Ce soir-là, Mark était en retard après son dernier examen du semestre. Épuisé mais soulagé d’en avoir fini, il entra dans la cuisine et ouvrit le réfrigérateur pour prendre une bière.
« Waouh maman, merci d’avoir pris la bière que j’aime ! » s’exclama Mark en ouvrant le réfrigérateur.
« Pas de problème, chérie. Je savais que tu aurais fini tes examens ce soir, alors j’ai décidé qu’on devait rendre ce moment encore plus spécial », répondit Monica.
« J’ai aussi deux filets qui reposent au réfrigérateur, si vous voulez bien les griller pour moi ? » a-t-elle poursuivi.
Mark accepta avec enthousiasme et embrassa sa mère sur le front avant de sortir préparer le barbecue. Pendant ce temps, Monica se versa un grand verre de vin rouge, le vida d’un trait pour se calmer, puis se resservit et apporta la touche finale au reste du repas. Avant que Mark n’ait fini de cuire les steaks, Monica déposa une boîte cadeau devant chacun de leurs sièges. Lorsque Mark revint avec l’assiette de steaks, sa mère était sagement assise à table avec les deux boîtes.
« Qu’est-ce que c’est ? » demanda Mark en ramassant la boîte.
« Tu dois attendre après le dîner, c’est une surprise », répondit Monica.
« Haha, sérieusement ? » demanda son fils.
« Bien sûr, pas de cadeau si tu ne manges pas tes petits pois. » Monica gloussa.
« Bon, si tu insistes, ce dîner a l’air trop bon pour attendre de toute façon », a complimenté Mark.
Tandis que sa mère et son fils se servaient, le regard de Mark ne cessait de se poser sur sa belle mère. Monica portait un pull en cachemire noir, décolleté plongeant, dévoilant généreusement sa poitrine tout en restant élégante. Le pull moulait ses seins voluptueux. Ses cheveux noirs étaient ramenés en arrière et elle portait de magnifiques boucles d’oreilles en perles qui contrastaient avec son teint hâlé. Elle portait une jupe plissée à carreaux rouges et verts, de saison mais aussi très sexy, s’arrêtant à mi-cuisse. Mark se sentit soudain mal habillé, vêtu seulement d’un jean et d’une chemise à carreaux, car il sortait tout juste de cours.

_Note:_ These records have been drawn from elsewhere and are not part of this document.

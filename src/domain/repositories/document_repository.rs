use async_trait::async_trait;

use crate::domain::errors::DomainError;
use crate::domain::models::document::{Document, DocumentFields};

/// Schema-less document collections addressed by auto-generated ids
#[async_trait]
pub trait DocumentRepository: Send + Sync {
    /// Every document in the collection
    async fn list_documents(&self, collection: &str) -> Result<Vec<Document>, DomainError>;

    /// Store a new document and return the id assigned to it
    async fn insert_document(
        &self,
        collection: &str,
        fields: DocumentFields,
    ) -> Result<String, DomainError>;

    /// Merge the given fields into an existing document.
    /// Fails with `NotFound` if the document does not exist.
    async fn update_document(
        &self,
        collection: &str,
        id: &str,
        fields: DocumentFields,
    ) -> Result<(), DomainError>;

    /// Delete a document. Deleting a missing document succeeds.
    async fn delete_document(&self, collection: &str, id: &str) -> Result<(), DomainError>;
}
use serde::{Deserialize, Deserializer, Serialize};
use serde_json::Value;

use crate::domain::models::entity::{CatalogEntity, EntityKind, is_blank};

/// A player record
#[derive(Debug, Clone, PartialEq, Eq, Serialize, Deserialize, Default)]
#[serde(rename_all = "camelCase")]
pub struct Player {
    #[serde(default)]
    pub id: String,

    #[serde(default)]
    pub full_name: String,

    #[serde(default, deserialize_with = "lenient_count")]
    pub age: u32,

    #[serde(default)]
    pub nationality: String,

    /// Display name of the club, not its id
    #[serde(default)]
    pub club: String,

    #[serde(default, deserialize_with = "lenient_count")]
    pub goals: u32,

    #[serde(default, deserialize_with = "lenient_count")]
    pub assists: u32,

    /// Public URL of the profile picture
    #[serde(default, rename = "pfp")]
    pub profile_image_url: String,
}

impl CatalogEntity for Player {
    const KIND: EntityKind = EntityKind::Players;

    fn id(&self) -> &str {
        &self.id
    }

    fn set_id(&mut self, id: String) {
        self.id = id;
    }

    fn set_image_url(&mut self, url: String) {
        self.profile_image_url = url;
    }

    fn missing_required_fields(&self) -> Vec<&'static str> {
        let mut missing = Vec::new();
        if is_blank(&self.full_name) {
            missing.push("fullName");
        }
        if is_blank(&self.club) {
            missing.push("club");
        }
        missing
    }
}

/// Accepts integers, floats, numeric strings and null for counters written by
/// loosely typed clients.
fn lenient_count<'de, D>(deserializer: D) -> Result<u32, D::Error>
where
    D: Deserializer<'de>,
{
    let value = Value::deserialize(deserializer)?;
    let count = match value {
        Value::Null => 0,
        Value::Number(number) => number
            .as_u64()
            .or_else(|| number.as_f64().filter(|v| *v >= 0.0).map(|v| v.round() as u64))
            .unwrap_or(0),
        Value::String(text) => {
            let trimmed = text.trim();
            if trimmed.is_empty() {
                0
            } else {
                trimmed
                    .parse::<f64>()
                    .map_err(serde::de::Error::custom)?
                    .max(0.0)
                    .round() as u64
            }
        }
        other => {
            return Err(serde::de::Error::custom(format!(
                "expected a number, found {}",
                other
            )));
        }
    };

    u32::try_from(count).map_err(serde::de::Error::custom)
}

#[cfg(test)]
mod tests {
    use serde_json::json;

    use super::*;

    #[test]
    fn deserializes_backend_field_names() {
        let player: Player = serde_json::from_value(json!({
            "id": "p1",
            "fullName": "Ada Striker",
            "age": 24,
            "nationality": "Norway",
            "club": "Riverside FC",
            "goals": 12,
            "assists": 7,
            "pfp": "https://cdn.example/players/1-ada.png"
        }))
        .expect("player should deserialize");

        assert_eq!(player.full_name, "Ada Striker");
        assert_eq!(player.profile_image_url, "https://cdn.example/players/1-ada.png");
        assert_eq!(player.goals, 12);
    }

    #[test]
    fn counters_tolerate_loose_types() {
        let player: Player = serde_json::from_value(json!({
            "fullName": "Loose",
            "age": "31",
            "goals": 4.0,
            "assists": null
        }))
        .expect("loose counters should deserialize");

        assert_eq!(player.age, 31);
        assert_eq!(player.goals, 4);
        assert_eq!(player.assists, 0);
    }

    #[test]
    fn counters_reject_non_numeric_text() {
        let result = serde_json::from_value::<Player>(json!({ "age": "old" }));
        assert!(result.is_err());
    }

    #[test]
    fn missing_required_fields_lists_blank_name_and_club() {
        let player = Player {
            full_name: "  ".to_string(),
            ..Player::default()
        };
        assert_eq!(player.missing_required_fields(), vec!["fullName", "club"]);
    }
}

Ils échangèrent des regards et bavardèrent un peu tout en mangeant. Mark était curieux de savoir ce que contenait le cadeau, mais il s’efforçait de ne pas importuner sa mère avec des questions. Monica, quant à elle, doutait de son plan et avait bu un autre verre de vin pour se détendre. L’alcool l’apaisant, ils continuèrent à apprécier le repas, échangeant de temps à autre des banalités sur l’examen, les projets de vacances, etc. Une fois le repas terminé, Mark proposa, presque par habitude, de débarrasser. Outre son désir pour sa mère, il développait de plus en plus d’affection pour elle et avait vraiment apprécié le dîner.
« Tu veux te détendre dans le car et regarder un film de Noël ce soir ? » a demandé Mark.
« Tu ne veux pas ouvrir ton cadeau en premier ? » répondit Monica.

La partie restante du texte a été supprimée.